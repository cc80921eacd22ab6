// Embeddings module
// Text -> vector providers: a local Ollama runtime or a hosted OpenAI-compatible API

pub mod ollama;
pub mod openai;


use serde::{Deserialize, Serialize};
use std::fmt;
use std::sync::Arc;

use crate::config::{EmbeddingConfig, ProviderBackend};
use crate::http::ApiKey;
use crate::{QaError, Result};

pub use ollama::OllamaEmbeddings;
pub use openai::OpenAiEmbeddings;

/// Which backend and model produced a set of vectors.
///
/// Persisted next to an index so a reopened index can be checked against the active provider.
#[derive(Debug, Clone, PartialEq, Eq, Serialize, Deserialize)]
pub struct ProviderIdentity {
    pub backend: ProviderBackend,
    pub model: String,
}

impl fmt::Display for ProviderIdentity {
    #[inline]
    fn fmt(&self, f: &mut fmt::Formatter<'_>) -> fmt::Result {
        write!(f, "{}:{}", self.backend, self.model)
    }
}

/// Computes embedding vectors for text
pub trait EmbeddingProvider: Send + Sync {
    fn identity(&self) -> ProviderIdentity;

    fn embed(&self, text: &str) -> Result<Vec<f32>>;

    /// Embed many texts, returning one vector per input in input order
    #[inline]
    fn embed_batch(&self, texts: &[String]) -> Result<Vec<Vec<f32>>> {
        texts.iter().map(|text| self.embed(text)).collect()
    }
}

/// Build the provider selected by `config.backend`
#[inline]
pub fn build_embedding_provider(config: &EmbeddingConfig) -> Result<Arc<dyn EmbeddingProvider>> {
    match config.backend {
        ProviderBackend::Ollama => Ok(Arc::new(OllamaEmbeddings::new(config)?)),
        ProviderBackend::OpenAi => {
            let api_key = ApiKey::from_env(&config.api_key_env)
                .map_err(|e| QaError::Config(format!("Hosted embeddings need an API key: {}", e)))?;
            Ok(Arc::new(OpenAiEmbeddings::new(config, api_key)?))
        }
    }
}

/// Check that a batch response lines up with its request and has a single, non-zero dimension
pub(crate) fn check_batch(expected: usize, vectors: &[Vec<f32>]) -> Result<()> {
    if vectors.len() != expected {
        return Err(QaError::EmbeddingProvider(format!(
            "Mismatch between request and response counts: {} vs {}",
            expected,
            vectors.len()
        )));
    }

    let Some(first) = vectors.first() else {
        return Ok(());
    };

    if first.is_empty() {
        return Err(QaError::EmbeddingProvider(
            "Provider returned an empty embedding".to_string(),
        ));
    }

    if let Some(bad) = vectors.iter().find(|v| v.len() != first.len()) {
        return Err(QaError::EmbeddingProvider(format!(
            "Inconsistent embedding dimensions: {} vs {}",
            first.len(),
            bad.len()
        )));
    }

    Ok(())
}
use anyhow::{Context, Result};
use clap::{Parser, Subcommand};
use pdf_qa::commands::run_session;
use pdf_qa::config::{Config, resolve_config_dir, run_interactive_config, show_config};
use std::path::PathBuf;

#[derive(Parser)]
#[command(name = "pdf-qa")]
#[command(about = "Ask questions about a PDF using retrieval over a local vector index")]
#[command(version)]
struct Cli {
    /// Working directory holding config.toml, the upload and the index (default ~/.pdf-qa)
    #[arg(long, global = true, value_name = "PATH")]
    config_dir: Option<PathBuf>,

    #[command(subcommand)]
    command: Option<Commands>,
}

#[derive(Subcommand)]
enum Commands {
    /// Start an interactive upload, process and ask session (default)
    Session,
    /// Configure the embedding and generation providers
    Config {
        /// Show current configuration
        #[arg(long)]
        show: bool,
    },
}

#[tokio::main]
async fn main() -> Result<()> {
    tracing_subscriber::fmt()
        .with_env_filter(tracing_subscriber::EnvFilter::from_default_env())
        .with_writer(std::io::stderr)
        .init();

    let cli = Cli::parse();
    let config_dir = resolve_config_dir(cli.config_dir.as_deref())?;

    match cli.command.unwrap_or(Commands::Session) {
        Commands::Session => {
            let config = Config::load(&config_dir).context("Failed to load configuration")?;
            run_session(&config).await?;
        }
        Commands::Config { show } => {
            if show {
                show_config(&config_dir)?;
            } else {
                run_interactive_config(&config_dir)?;
            }
        }
    }

    Ok(())
}

#[cfg(test)]
mod tests {
    use super::*;
    use clap::error::ErrorKind;

    #[test]
    fn defaults_to_session() {
        let cli = Cli::try_parse_from(["pdf-qa"]).expect("bare invocation should parse");
        assert!(cli.command.is_none());
        assert!(cli.config_dir.is_none());
    }

    #[test]
    fn session_command() {
        let cli = Cli::try_parse_from(["pdf-qa", "session"]).expect("session should parse");
        assert!(matches!(cli.command, Some(Commands::Session)));
    }

    #[test]
    fn config_show_flag() {
        let cli = Cli::try_parse_from(["pdf-qa", "config", "--show"]);
        assert!(cli.is_ok());

        if let Ok(parsed) = cli {
            if let Some(Commands::Config { show }) = parsed.command {
                assert!(show);
            }
        }
    }

    #[test]
    fn config_dir_is_global() {
        let cli = Cli::try_parse_from(["pdf-qa", "config", "--config-dir", "/tmp/qa"])
            .expect("global flag after subcommand should parse");
        assert_eq!(cli.config_dir, Some(PathBuf::from("/tmp/qa")));

        let cli = Cli::try_parse_from(["pdf-qa", "--config-dir", "/tmp/qa", "session"])
            .expect("global flag before subcommand should parse");
        assert_eq!(cli.config_dir, Some(PathBuf::from("/tmp/qa")));
    }

    #[test]
    fn invalid_command() {
        let cli = Cli::try_parse_from(["pdf-qa", "invalid"]);
        assert!(cli.is_err());

        if let Err(err) = cli {
            assert_eq!(err.kind(), ErrorKind::InvalidSubcommand);
        }
    }

    #[test]
    fn help_message() {
        let cli = Cli::try_parse_from(["pdf-qa", "--help"]);
        assert!(cli.is_err());

        if let Err(err) = cli {
            assert_eq!(err.kind(), ErrorKind::DisplayHelp);
        }
    }
}
// Chain module
// Retrieval-augmented answering over a persisted index


use itertools::Itertools;
use std::path::Path;
use std::sync::Arc;
use tracing::{debug, info, warn};

use crate::database::{IndexManifest, SearchResult, VectorStore};
use crate::embeddings::EmbeddingProvider;
use crate::generation::GenerationProvider;
use crate::{QaError, Result};

/// Number of pages retrieved for each question
pub const RETRIEVAL_TOP_K: usize = 4;

const CONTEXT_SEPARATOR: &str = "\n\n";

/// A retrieved page that contributed to an answer
#[derive(Debug, Clone, PartialEq)]
pub struct SourceRef {
    pub page_id: String,
    pub source: String,
    pub page: u32,
    /// Cosine similarity to the question, higher is closer
    pub score: f32,
}

impl From<SearchResult> for SourceRef {
    #[inline]
    fn from(result: SearchResult) -> Self {
        Self {
            page_id: result.metadata.page_id,
            source: result.metadata.source,
            page: result.metadata.page,
            score: result.similarity_score,
        }
    }
}

#[derive(Debug, Clone, PartialEq)]
pub struct Answer {
    pub answer: String,
    /// Retrieved pages in retrieval order
    pub sources: Vec<SourceRef>,
}

impl Answer {
    /// Whether any page was retrieved for the question
    #[inline]
    pub fn has_context(&self) -> bool {
        !self.sources.is_empty()
    }
}

/// Retriever over one index composed with a generator
pub struct AnsweringChain {
    store: VectorStore,
    top_k: usize,
    embedder: Arc<dyn EmbeddingProvider>,
    generator: Arc<dyn GenerationProvider>,
}

impl std::fmt::Debug for AnsweringChain {
    fn fmt(&self, f: &mut std::fmt::Formatter<'_>) -> std::fmt::Result {
        f.debug_struct("AnsweringChain")
            .field("store", &self.store)
            .field("top_k", &self.top_k)
            .field("embedder", &self.embedder.identity())
            .field("generator", &self.generator.identity())
            .finish()
    }
}

/// Open the index in `persist_directory` and compose it with the given providers
///
/// # Errors
/// `IndexUnavailable` when the directory is missing, its manifest cannot be
/// parsed, or LanceDB cannot open it.
#[inline]
pub async fn build_chain(
    persist_directory: &Path,
    embedder: Arc<dyn EmbeddingProvider>,
    generator: Arc<dyn GenerationProvider>,
) -> Result<AnsweringChain> {
    let store = VectorStore::open(persist_directory).await?;

    if let Some(manifest) = IndexManifest::read(persist_directory)? {
        manifest.check_provider(&embedder.identity());
        debug!(
            "Opened index of {} ({} pages) built at {}",
            manifest.source, manifest.page_count, manifest.created_at
        );
    }

    info!(
        "Answering chain ready: {} for retrieval, {} for generation",
        embedder.identity(),
        generator.identity()
    );

    Ok(AnsweringChain {
        store,
        top_k: RETRIEVAL_TOP_K,
        embedder,
        generator,
    })
}

impl AnsweringChain {
    #[inline]
    pub fn top_k(&self) -> usize {
        self.top_k
    }

    /// Answer `question` from the pages most similar to it
    #[inline]
    pub async fn ask(&self, question: &str) -> Result<Answer> {
        let query_vector = self.embedder.embed(question)?;
        let results = self.store.search_similar(&query_vector, self.top_k).await?;

        if results.is_empty() {
            warn!("{}; answering without context", QaError::NoRelevantContext);
        } else {
            debug!(
                "Retrieved pages {} for question",
                results.iter().map(|r| r.metadata.page).join(", ")
            );
        }

        let context = results
            .iter()
            .map(|r| r.metadata.content.as_str())
            .join(CONTEXT_SEPARATOR);

        let answer = self.generator.generate(&context, question)?;

        Ok(Answer {
            answer,
            sources: results.into_iter().map(SourceRef::from).collect(),
        })
    }
}
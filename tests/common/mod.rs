// Deterministic providers and PDF fixtures shared by integration tests
#![allow(dead_code, reason = "each integration test binary uses a different subset")]

use std::sync::Mutex;

use pdf_qa::config::ProviderBackend;
use pdf_qa::embeddings::{EmbeddingProvider, ProviderIdentity};
use pdf_qa::generation::GenerationProvider;
use pdf_qa::{QaError, Result};

pub const DIMENSION: usize = 64;

/// Bag-of-words embedding: texts sharing words land close together
#[derive(Debug, Default)]
pub struct KeywordEmbedder;

impl EmbeddingProvider for KeywordEmbedder {
    fn identity(&self) -> ProviderIdentity {
        ProviderIdentity {
            backend: ProviderBackend::Ollama,
            model: "keyword-test".to_string(),
        }
    }

    fn embed(&self, text: &str) -> Result<Vec<f32>> {
        Ok(keyword_vector(text))
    }
}

pub fn keyword_vector(text: &str) -> Vec<f32> {
    let mut vector = vec![0.0f32; DIMENSION];
    for word in text
        .split(|c: char| !c.is_alphanumeric())
        .filter(|w| w.len() > 2)
    {
        let bucket = word
            .to_lowercase()
            .bytes()
            .fold(2_166_136_261u32, |hash, b| {
                (hash ^ u32::from(b)).wrapping_mul(16_777_619)
            }) as usize
            % DIMENSION;
        vector[bucket] += 1.0;
    }
    // Keep every vector non-zero so cosine distance is defined
    vector[DIMENSION - 1] += 0.01;
    let norm = vector.iter().map(|v| v * v).sum::<f32>().sqrt();
    vector.iter().map(|v| v / norm).collect()
}

/// Always fails, as an unreachable provider would
#[derive(Debug, Default)]
pub struct FailingEmbedder;

impl EmbeddingProvider for FailingEmbedder {
    fn identity(&self) -> ProviderIdentity {
        ProviderIdentity {
            backend: ProviderBackend::OpenAi,
            model: "unreachable".to_string(),
        }
    }

    fn embed(&self, _text: &str) -> Result<Vec<f32>> {
        Err(QaError::EmbeddingProvider(
            "Could not connect to http://127.0.0.1:9/".to_string(),
        ))
    }
}

/// Answers with the question followed by the context it was given, recording each call
#[derive(Debug, Default)]
pub struct EchoGenerator {
    pub calls: Mutex<Vec<(String, String)>>,
}

impl EchoGenerator {
    pub fn contexts(&self) -> Vec<String> {
        self.calls
            .lock()
            .expect("calls lock")
            .iter()
            .map(|(context, _)| context.clone())
            .collect()
    }
}

impl GenerationProvider for EchoGenerator {
    fn identity(&self) -> ProviderIdentity {
        ProviderIdentity {
            backend: ProviderBackend::Ollama,
            model: "echo-test".to_string(),
        }
    }

    fn generate(&self, context: &str, question: &str) -> Result<String> {
        self.calls
            .lock()
            .expect("calls lock")
            .push((context.to_string(), question.to_string()));
        Ok(format!("Q: {} | C: {}", question, context))
    }
}

#[derive(Debug, Default)]
pub struct FailingGenerator;

impl GenerationProvider for FailingGenerator {
    fn identity(&self) -> ProviderIdentity {
        ProviderIdentity {
            backend: ProviderBackend::OpenAi,
            model: "rate-limited".to_string(),
        }
    }

    fn generate(&self, _context: &str, _question: &str) -> Result<String> {
        Err(QaError::GenerationProvider(
            "HTTP 429: Rate limit reached".to_string(),
        ))
    }
}

/// Build a PDF with one page per entry; each entry's lines are drawn in Helvetica.
/// An empty entry produces a page with no text.
pub fn pdf_bytes(pages: &[&str]) -> Vec<u8> {
    let page_count = pages.len();
    let mut objects: Vec<String> = Vec::new();

    let kids = (0..page_count)
        .map(|i| format!("{} 0 R", 4 + 2 * i))
        .collect::<Vec<_>>()
        .join(" ");
    objects.push("<< /Type /Catalog /Pages 2 0 R >>".to_string());
    objects.push(format!(
        "<< /Type /Pages /Kids [{}] /Count {} >>",
        kids, page_count
    ));
    objects.push("<< /Type /Font /Subtype /Type1 /BaseFont /Helvetica >>".to_string());

    for (i, text) in pages.iter().enumerate() {
        let content_id = 5 + 2 * i;
        objects.push(format!(
            "<< /Type /Page /Parent 2 0 R /MediaBox [0 0 612 792] \
             /Resources << /Font << /F1 3 0 R >> >> /Contents {} 0 R >>",
            content_id
        ));

        let mut stream = String::new();
        if !text.is_empty() {
            stream.push_str("BT\n/F1 12 Tf\n72 720 Td\n14 TL\n");
            for line in text.lines() {
                let escaped = line
                    .replace('\\', "\\\\")
                    .replace('(', "\\(")
                    .replace(')', "\\)");
                stream.push_str(&format!("({}) Tj\nT*\n", escaped));
            }
            stream.push_str("ET\n");
        }
        objects.push(format!(
            "<< /Length {} >>\nstream\n{}endstream",
            stream.len(),
            stream
        ));
    }

    let mut out = String::from("%PDF-1.4\n");
    let mut offsets = Vec::with_capacity(objects.len());
    for (i, body) in objects.iter().enumerate() {
        offsets.push(out.len());
        out.push_str(&format!("{} 0 obj\n{}\nendobj\n", i + 1, body));
    }

    let xref_offset = out.len();
    out.push_str(&format!("xref\n0 {}\n", objects.len() + 1));
    out.push_str("0000000000 65535 f \n");
    for offset in offsets {
        out.push_str(&format!("{:010} 00000 n \n", offset));
    }
    out.push_str(&format!(
        "trailer\n<< /Size {} /Root 1 0 R >>\nstartxref\n{}\n%%EOF\n",
        objects.len() + 1,
        xref_offset
    ));

    out.into_bytes()
}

══════════

## What is needed
Among the lines above, find the one with "assert!(matches!(cli.command, Some(Commands::Session)));" and the one with "flag before subcommand". Quote both and everything between them, exactly.

## Output for this task
        assert!(matches!(cli.command, Some(Commands::Session)));
    }

    #[test]
    fn config_show_flag() {
        let cli = Cli::try_parse_from(["pdf-qa", "config", "--show"]);
        assert!(cli.is_ok());

        if let Ok(parsed) = cli {
            if let Some(Commands::Config { show }) = parsed.command {
                assert!(show);
            }
        }
    }

    #[test]
    fn config_dir_is_global() {
        let cli = Cli::try_parse_from(["pdf-qa", "config", "--config-dir", "/tmp/qa"])
            .expect("global flag after subcommand should parse");
        assert_eq!(cli.config_dir, Some(PathBuf::from("/tmp/qa")));

        let cli = Cli::try_parse_from(["pdf-qa", "--config-dir", "/tmp/qa", "session"])
            .expect("global flag before subcommand should parse");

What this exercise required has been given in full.